::: LISTED RECORDS

//! Per-record reconciliation decisions
//!
//! Given the stored state of a group's identities, decides for every record
//! whether it creates, updates or leaves its document alone, and produces the
//! writes that carry those decisions out. Deciding is pure; the store runs it
//! inside its transaction and may run it again on fresh reads.

use super::origin::{OptionalField, OriginPolicy};
use crate::adapters::store::{ReadSet, StoredRead, WriteOp};
use crate::core::change::instants_equal;
use crate::domain::exhibition::{DatePatch, ExhibitionDocument, ExhibitionStatus, Origin};
use crate::domain::ids::{ExhibitionId, MuseumId};
use chrono::{DateTime, Utc};
use std::collections::HashMap;
use std::fmt;

/// Terminal outcome of one record
#[derive(Debug, Clone, Copy, PartialEq, Eq, Hash)]
pub enum Outcome {
    /// A new document was written
    Created,
    /// The stored document's dates were overwritten
    Updated,
    /// The stored document already had these dates
    Skipped,
    /// The record could not be reconciled
    Errored,
}

/// Why a record ended with its outcome
#[derive(Debug, Clone, PartialEq, Eq)]
pub enum OutcomeReason {
    /// No document existed for the identity
    NewDocument,
    /// At least one date differed from the stored document
    DatesChanged,
    /// Both dates matched the stored document
    NoDateChange,
    /// The raw venue name is not in the registry
    UnknownVenue,
    /// The canonical venue has no registered ID
    MissingMuseumId,
    /// The record is missing a required field
    InvalidRecord(String),
    /// A date is not a `yyyy-mm-dd` calendar date
    InvalidDate(String),
    /// The stored document could not be decoded
    MalformedDocument(String),
    /// The group's transaction failed
    TransactionFailed(String),
}

impl fmt::Display for OutcomeReason {
    fn fmt(&self, f: &mut fmt::Formatter<'_>) -> fmt::Result {
        match self {
            OutcomeReason::NewDocument => write!(f, "new document"),
            OutcomeReason::DatesChanged => write!(f, "dates changed"),
            OutcomeReason::NoDateChange => write!(f, "no date change"),
            OutcomeReason::UnknownVenue => write!(f, "unknown venue"),
            OutcomeReason::MissingMuseumId => write!(f, "missing museum id"),
            OutcomeReason::InvalidRecord(msg) => write!(f, "invalid record: {msg}"),
            OutcomeReason::InvalidDate(msg) => write!(f, "invalid date: {msg}"),
            OutcomeReason::MalformedDocument(msg) => write!(f, "malformed document: {msg}"),
            OutcomeReason::TransactionFailed(msg) => write!(f, "transaction failed: {msg}"),
        }
    }
}

/// Outcome of one record, tagged with what it was about
#[derive(Debug, Clone, PartialEq, Eq)]
pub struct RecordOutcome {
    /// Document identity, when one could be derived
    pub identity: Option<ExhibitionId>,
    /// Record title
    pub title: String,
    /// Canonical venue when resolved, raw venue otherwise
    pub venue: String,
    /// Terminal outcome
    pub outcome: Outcome,
    /// Reason for the outcome
    pub reason: OutcomeReason,
}

impl RecordOutcome {
    /// Builds an errored outcome for a record that never reached the store
    pub fn rejected(title: &str, venue: &str, reason: OutcomeReason) -> Self {
        Self {
            identity: None,
            title: title.to_string(),
            venue: venue.to_string(),
            outcome: Outcome::Errored,
            reason,
        }
    }

    fn for_record(record: &PreparedRecord, outcome: Outcome, reason: OutcomeReason) -> Self {
        Self {
            identity: Some(record.id.clone()),
            title: record.title.clone(),
            venue: record.venue.clone(),
            outcome,
            reason,
        }
    }
}

/// A record that passed resolution and identity derivation
#[derive(Debug, Clone, PartialEq, Eq)]
pub struct PreparedRecord {
    /// Document identity
    pub id: ExhibitionId,
    /// Registry ID of the venue
    pub museum_id: MuseumId,
    /// Canonical venue name
    pub venue: String,
    /// Title as scraped
    pub title: String,
    /// Start instant, `None` when unknown
    pub start_date: Option<DateTime<Utc>>,
    /// End instant, `None` when unknown
    pub end_date: Option<DateTime<Utc>>,
    /// Official URL as scraped
    pub official_url: Option<String>,
    /// Image URL as scraped
    pub image_url: Option<String>,
}

/// Writes a transaction commits together with the outcomes they imply
#[derive(Debug, Clone, Default)]
pub struct TransactionPlan {
    /// At most one write per identity
    pub writes: Vec<WriteOp>,
    /// One outcome per planned record, in input order
    pub outcomes: Vec<RecordOutcome>,
}

/// State of one identity while a group is being decided
enum Working {
    Missing,
    Stored {
        document: ExhibitionDocument,
        patch: Option<DatePatch>,
    },
    Created(ExhibitionDocument),
    Malformed(String),
}

impl Working {
    fn from_read(read: Option<&StoredRead>) -> Self {
        match read {
            None | Some(StoredRead::Missing) => Working::Missing,
            Some(StoredRead::Present(document)) => Working::Stored {
                document: document.clone(),
                patch: None,
            },
            Some(StoredRead::Malformed(reason)) => Working::Malformed(reason.clone()),
        }
    }
}

/// Decides every record of a group against the stored state
///
/// Records are decided in input order. A record whose identity already came up
/// earlier in the group is compared with the state the earlier decision left,
/// so a group never writes an identity twice.
pub fn plan_group(
    records: &[PreparedRecord],
    reads: &ReadSet,
    origin: Origin,
    policy: &OriginPolicy,
    now: DateTime<Utc>,
) -> TransactionPlan {
    let mut working: HashMap<ExhibitionId, Working> = HashMap::new();
    let mut order: Vec<ExhibitionId> = Vec::new();
    let mut outcomes = Vec::with_capacity(records.len());

    for record in records {
        let state = working.entry(record.id.clone()).or_insert_with(|| {
            order.push(record.id.clone());
            Working::from_read(reads.get(&record.id))
        });

        let outcome = match state {
            Working::Missing => {
                *state = Working::Created(new_document(record, origin, policy, now));
                RecordOutcome::for_record(record, Outcome::Created, OutcomeReason::NewDocument)
            }
            Working::Malformed(reason) => RecordOutcome::for_record(
                record,
                Outcome::Errored,
                OutcomeReason::MalformedDocument(reason.clone()),
            ),
            Working::Stored { document, patch } => {
                if same_dates(document, record) {
                    RecordOutcome::for_record(record, Outcome::Skipped, OutcomeReason::NoDateChange)
                } else {
                    let update = DatePatch {
                        start_date: record.start_date,
                        end_date: record.end_date,
                        updated_at: now.max(document.updated_at),
                    };
                    update.apply(document);
                    *patch = Some(update);
                    RecordOutcome::for_record(record, Outcome::Updated, OutcomeReason::DatesChanged)
                }
            }
            Working::Created(document) => {
                if same_dates(document, record) {
                    RecordOutcome::for_record(record, Outcome::Skipped, OutcomeReason::NoDateChange)
                } else {
                    document.start_date = record.start_date;
                    document.end_date = record.end_date;
                    document.has_date_changed = true;
                    RecordOutcome::for_record(record, Outcome::Updated, OutcomeReason::DatesChanged)
                }
            }
        };

        if outcome.outcome == Outcome::Errored {
            crate::log_record_error!(outcome.venue, outcome.title, outcome.reason);
        }
        outcomes.push(outcome);
    }

    let mut writes = Vec::new();
    for id in order {
        match working.remove(&id) {
            Some(Working::Created(document)) => writes.push(WriteOp::Create { id, document }),
            Some(Working::Stored {
                patch: Some(patch), ..
            }) => writes.push(WriteOp::UpdateDates { id, patch }),
            _ => {}
        }
    }

    TransactionPlan { writes, outcomes }
}

fn same_dates(document: &ExhibitionDocument, record: &PreparedRecord) -> bool {
    instants_equal(document.start_date.as_ref(), record.start_date.as_ref())
        && instants_equal(document.end_date.as_ref(), record.end_date.as_ref())
}

fn new_document(
    record: &PreparedRecord,
    origin: Origin,
    policy: &OriginPolicy,
    now: DateTime<Utc>,
) -> ExhibitionDocument {
    ExhibitionDocument {
        title: record.title.clone(),
        venue: record.venue.clone(),
        museum_id: record.museum_id.clone(),
        start_date: record.start_date,
        end_date: record.end_date,
        status: ExhibitionStatus::Pending,
        origin,
        is_excluded: false,
        has_date_changed: false,
        created_at: now,
        updated_at: now,
        official_url: policy.admit(
            origin,
            OptionalField::OfficialUrl,
            record.official_url.as_deref(),
        ),
        image_url: policy.admit(origin, OptionalField::ImageUrl, record.image_url.as_deref()),
    }
}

::::::

Transcribe exactly, and only, the lines from the opening line of the records through the line containing "#[derive(Debug, Clone, Copy, PartialEq, Eq, Hash)]".

//! Per-record reconciliation decisions
//!
//! Given the stored state of a group's identities, decides for every record
//! whether it creates, updates or leaves its document alone, and produces the
//! writes that carry those decisions out. Deciding is pure; the store runs it
//! inside its transaction and may run it again on fresh reads.

use super::origin::{OptionalField, OriginPolicy};
use crate::adapters::store::{ReadSet, StoredRead, WriteOp};
use crate::core::change::instants_equal;
use crate::domain::exhibition::{DatePatch, ExhibitionDocument, ExhibitionStatus, Origin};
use crate::domain::ids::{ExhibitionId, MuseumId};
use chrono::{DateTime, Utc};
use std::collections::HashMap;
use std::fmt;

/// Terminal outcome of one record
#[derive(Debug, Clone, Copy, PartialEq, Eq, Hash)]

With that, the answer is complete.